[[ Input open ]]

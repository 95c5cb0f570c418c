use crate::config::CircuitBreakerConfig;
use crate::error::{CallError, CircuitOpen, ErrorKind, ServiceError};
use chrono::{DateTime, Utc};
use serde::Serialize;
use std::collections::VecDeque;
use std::future::Future;
use std::sync::{Mutex, MutexGuard, PoisonError};
use std::time::{Duration, Instant};

const RECENT_STATE_CHANGES: usize = 10;
const PROBE_POLL_INTERVAL: Duration = Duration::from_millis(10);

#[derive(Debug, Clone, Copy, PartialEq, Eq, Serialize, strum::Display)]
#[serde(rename_all = "snake_case")]
#[strum(serialize_all = "snake_case")]
pub enum CircuitState {
    Closed,
    Open,
    HalfOpen,
}

#[derive(Debug, Clone, Serialize)]
pub struct StateChange {
    pub from: CircuitState,
    pub to: CircuitState,
    pub at: DateTime<Utc>,
    pub reason: String,
}

#[derive(Debug, Clone, Serialize)]
pub struct BreakerStats {
    pub service: String,
    pub state: CircuitState,
    pub total_calls: u64,
    pub successful_calls: u64,
    pub failed_calls: u64,
    pub rejected_calls: u64,
    pub consecutive_failures: u32,
    pub success_rate: f64,
    /// Failure rate over the sliding window, not lifetime totals.
    pub failure_rate: f64,
    pub recovery_timeout_secs: f64,
    pub trips: u32,
    pub recent_state_changes: Vec<StateChange>,
}

struct BreakerInner {
    state: CircuitState,
    consecutive_failures: u32,
    half_open_successes: u32,
    window: VecDeque<bool>,
    total_calls: u64,
    successful_calls: u64,
    failed_calls: u64,
    rejected_calls: u64,
    opened_at: Option<Instant>,
    recovery_timeout: Duration,
    trips: u32,
    probe: Option<u64>,
    next_probe_id: u64,
    state_changes: VecDeque<StateChange>,
}

impl BreakerInner {
    fn new(config: &CircuitBreakerConfig) -> Self {
        Self {
            state: CircuitState::Closed,
            consecutive_failures: 0,
            half_open_successes: 0,
            window: VecDeque::with_capacity(config.window_size),
            total_calls: 0,
            successful_calls: 0,
            failed_calls: 0,
            rejected_calls: 0,
            opened_at: None,
            recovery_timeout: config.recovery_timeout(),
            trips: 0,
            probe: None,
            next_probe_id: 0,
            state_changes: VecDeque::with_capacity(RECENT_STATE_CHANGES),
        }
    }

    fn window_failure_rate(&self) -> f64 {
        if self.window.is_empty() {
            return 0.0;
        }
        let failures = self.window.iter().filter(|ok| !**ok).count();
        failures as f64 / self.window.len() as f64
    }

    fn remaining_open(&self) -> Duration {
        self.opened_at
            .map(|at| self.recovery_timeout.saturating_sub(at.elapsed()))
            .unwrap_or_default()
    }
}

enum Admission {
    Proceed { probe: Option<u64> },
    ProbeBusy,
    Rejected(CircuitOpen),
}

/// Per-service failure isolation.
///
/// `Closed` passes calls through and counts failures. Too many consecutive
/// failures, or a high failure rate over the sliding window, trips the
/// circuit `Open`: calls are rejected without running until the recovery
/// timeout elapses. The next caller then becomes the single `HalfOpen`
/// probe; `success_threshold` probe successes close the circuit and any
/// counted probe failure re-opens it with a longer timeout.
///
/// All state sits behind one mutex that is never held across an await.
pub struct CircuitBreaker {
    service: String,
    config: CircuitBreakerConfig,
    inner: Mutex<BreakerInner>,
}

/// Releases the half-open probe slot if the probe future is dropped early.
struct ProbeGuard<'a> {
    breaker: &'a CircuitBreaker,
    probe: Option<u64>,
}

impl Drop for ProbeGuard<'_> {
    fn drop(&mut self) {
        if let Some(id) = self.probe {
            let mut inner = self.breaker.lock();
            if inner.probe == Some(id) {
                inner.probe = None;
            }
        }
    }
}

impl CircuitBreaker {
    pub fn new(service: impl Into<String>, config: CircuitBreakerConfig) -> Self {
        let inner = BreakerInner::new(&config);
        Self {
            service: service.into(),
            config,
            inner: Mutex::new(inner),
        }
    }

    pub fn service(&self) -> &str {
        &self.service
    }

    fn lock(&self) -> MutexGuard<'_, BreakerInner> {
        self.inner.lock().unwrap_or_else(PoisonError::into_inner)
    }

    pub fn state(&self) -> CircuitState {
        self.lock().state
    }

    pub fn recovery_timeout(&self) -> Duration {
        self.lock().recovery_timeout
    }

    /// Runs `f` under breaker protection.
    ///
    /// `f` is not invoked when the circuit rejects the call. Transient and
    /// rate-limited errors count as failures; fatal errors are returned
    /// without being counted; ignored errors come back as
    /// [`CallError::Ignored`] and leave the state untouched.
    pub async fn call<T, F, Fut>(&self, f: F) -> Result<T, CallError>
    where
        F: FnOnce() -> Fut,
        Fut: Future<Output = Result<T, ServiceError>>,
    {
        let probe = self.acquire().await?;
        let _guard = ProbeGuard {
            breaker: self,
            probe,
        };

        match f().await {
            Ok(value) => {
                self.record_success(probe);
                Ok(value)
            }
            Err(err) => match err.kind() {
                ErrorKind::Transient | ErrorKind::RateLimited => {
                    self.record_failure(probe, &err);
                    Err(CallError::Service(err))
                }
                ErrorKind::Fatal => {
                    tracing::debug!(
                        service = self.service.as_str(),
                        error = %err,
                        "non-retryable error not counted against circuit"
                    );
                    Err(CallError::Service(err))
                }
                ErrorKind::Ignored => Err(CallError::Ignored(err)),
            },
        }
    }

    /// Like [`call`](Self::call), but an ignored error yields `Ok(None)`.
    pub async fn call_or_none<T, F, Fut>(&self, f: F) -> Result<Option<T>, CallError>
    where
        F: FnOnce() -> Fut,
        Fut: Future<Output = Result<T, ServiceError>>,
    {
        match self.call(f).await {
            Ok(value) => Ok(Some(value)),
            Err(CallError::Ignored(err)) => {
                tracing::debug!(service = self.service.as_str(), error = %err, "ignored error swallowed");
                Ok(None)
            }
            Err(err) => Err(err),
        }
    }

    async fn acquire(&self) -> Result<Option<u64>, CallError> {
        let deadline = Instant::now() + self.config.probe_wait();
        loop {
            match self.admit() {
                Admission::Proceed { probe } => return Ok(probe),
                Admission::Rejected(open) => return Err(open.into()),
                Admission::ProbeBusy => {
                    if Instant::now() >= deadline {
                        let mut inner = self.lock();
                        inner.rejected_calls += 1;
                        return Err(CircuitOpen {
                            service: self.service.clone(),
                            retry_after: PROBE_POLL_INTERVAL,
                        }
                        .into());
                    }
                    tokio::time::sleep(PROBE_POLL_INTERVAL).await;
                }
            }
        }
    }

    fn admit(&self) -> Admission {
        let mut inner = self.lock();
        match inner.state {
            CircuitState::Closed => Admission::Proceed { probe: None },
            CircuitState::Open => {
                let remaining = inner.remaining_open();
                if remaining.is_zero() {
                    self.transition(&mut inner, CircuitState::HalfOpen, "recovery timeout elapsed");
                    Admission::Proceed {
                        probe: Some(Self::claim_probe(&mut inner)),
                    }
                } else {
                    inner.rejected_calls += 1;
                    Admission::Rejected(CircuitOpen {
                        service: self.service.clone(),
                        retry_after: remaining,
                    })
                }
            }
            CircuitState::HalfOpen => {
                if inner.probe.is_some() {
                    Admission::ProbeBusy
                } else {
                    Admission::Proceed {
                        probe: Some(Self::claim_probe(&mut inner)),
                    }
                }
            }
        }
    }

    fn claim_probe(inner: &mut BreakerInner) -> u64 {
        inner.next_probe_id += 1;
        inner.probe = Some(inner.next_probe_id);
        inner.next_probe_id
    }

    fn push_outcome(&self, inner: &mut BreakerInner, ok: bool) {
        if inner.window.len() >= self.config.window_size {
            inner.window.pop_front();
        }
        inner.window.push_back(ok);
    }

    fn is_current_probe(inner: &BreakerInner, probe: Option<u64>) -> bool {
        probe.is_some() && inner.probe == probe
    }

    fn record_success(&self, probe: Option<u64>) {
        let mut inner = self.lock();
        inner.total_calls += 1;
        inner.successful_calls += 1;
        self.push_outcome(&mut inner, true);
        inner.consecutive_failures = 0;

        // Calls admitted before the circuit tripped never count as probes.
        if inner.state == CircuitState::HalfOpen && Self::is_current_probe(&inner, probe) {
            inner.half_open_successes += 1;
            if inner.half_open_successes >= self.config.success_threshold {
                inner.half_open_successes = 0;
                inner.window.clear();
                self.transition(&mut inner, CircuitState::Closed, "probe successes reached threshold");
                tracing::info!(service = self.service.as_str(), "circuit closed");
            }
        }
    }

    fn record_failure(&self, probe: Option<u64>, err: &ServiceError) {
        let mut inner = self.lock();
        inner.total_calls += 1;
        inner.failed_calls += 1;
        inner.consecutive_failures = inner.consecutive_failures.saturating_add(1);
        self.push_outcome(&mut inner, false);

        match inner.state {
            CircuitState::HalfOpen => {
                if Self::is_current_probe(&inner, probe) {
                    self.trip(&mut inner, &format!("probe failed: {err}"));
                }
            }
            CircuitState::Closed => {
                if inner.consecutive_failures >= self.config.failure_threshold {
                    let reason = format!("{} consecutive failures", inner.consecutive_failures);
                    self.trip(&mut inner, &reason);
                } else if inner.window.len() >= self.config.minimum_calls
                    && inner.window_failure_rate() >= self.config.failure_rate_threshold
                {
                    let reason = format!(
                        "failure rate {:.2} over {} calls",
                        inner.window_failure_rate(),
                        inner.window.len()
                    );
                    self.trip(&mut inner, &reason);
                }
            }
            // A call admitted while closed finished after another tripped the circuit.
            CircuitState::Open => {}
        }
    }

    fn trip(&self, inner: &mut BreakerInner, reason: &str) {
        inner.trips += 1;
        if inner.trips > 1 {
            let grown = inner
                .recovery_timeout
                .mul_f64(self.config.backoff_multiplier);
            inner.recovery_timeout = grown.min(self.config.max_recovery_timeout());
        }
        inner.half_open_successes = 0;
        inner.opened_at = Some(Instant::now());
        self.transition(inner, CircuitState::Open, reason);
        tracing::warn!(
            service = self.service.as_str(),
            reason,
            recovery_timeout_ms = inner.recovery_timeout.as_millis() as u64,
            "circuit opened"
        );
    }

    fn transition(&self, inner: &mut BreakerInner, to: CircuitState, reason: &str) {
        let from = inner.state;
        if from == to {
            return;
        }
        inner.state = to;
        if inner.state_changes.len() >= RECENT_STATE_CHANGES {
            inner.state_changes.pop_front();
        }
        inner.state_changes.push_back(StateChange {
            from,
            to,
            at: Utc::now(),
            reason: reason.to_string(),
        });
        tracing::debug!(
            service = self.service.as_str(),
            from = %from,
            to = %to,
            reason,
            "circuit state change"
        );
    }

    /// Forces `Closed`, clears counters and restores the initial recovery timeout.
    pub fn reset(&self) {
        let mut inner = self.lock();
        self.transition(&mut inner, CircuitState::Closed, "manual reset");
        let changes = std::mem::take(&mut inner.state_changes);
        *inner = BreakerInner::new(&self.config);
        inner.state_changes = changes;
        tracing::info!(service = self.service.as_str(), "circuit reset");
    }

    pub fn stats(&self) -> BreakerStats {
        let inner = self.lock();
        let success_rate = if inner.total_calls == 0 {
            1.0
        } else {
            inner.successful_calls as f64 / inner.total_calls as f64
        };
        BreakerStats {
            service: self.service.clone(),
            state: inner.state,
            total_calls: inner.total_calls,
            successful_calls: inner.successful_calls,
            failed_calls: inner.failed_calls,
            rejected_calls: inner.rejected_calls,
            consecutive_failures: inner.consecutive_failures,
            success_rate,
            failure_rate: inner.window_failure_rate(),
            recovery_timeout_secs: inner.recovery_timeout.as_secs_f64(),
            trips: inner.trips,
            recent_state_changes: inner.state_changes.iter().cloned().collect(),
        }
    }
}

[[ Input closed ]]

Task prompt :: Your answer must be the lines from the first line of the entries above through the line that contains "use std::future::Future;", written out exactly.

Task response ::
repository 95c5cb0f570c418c
use crate::config::CircuitBreakerConfig;
use crate::error::{CallError, CircuitOpen, ErrorKind, ServiceError};
use chrono::{DateTime, Utc};
use serde::Serialize;
use std::collections::VecDeque;
use std::future::Future;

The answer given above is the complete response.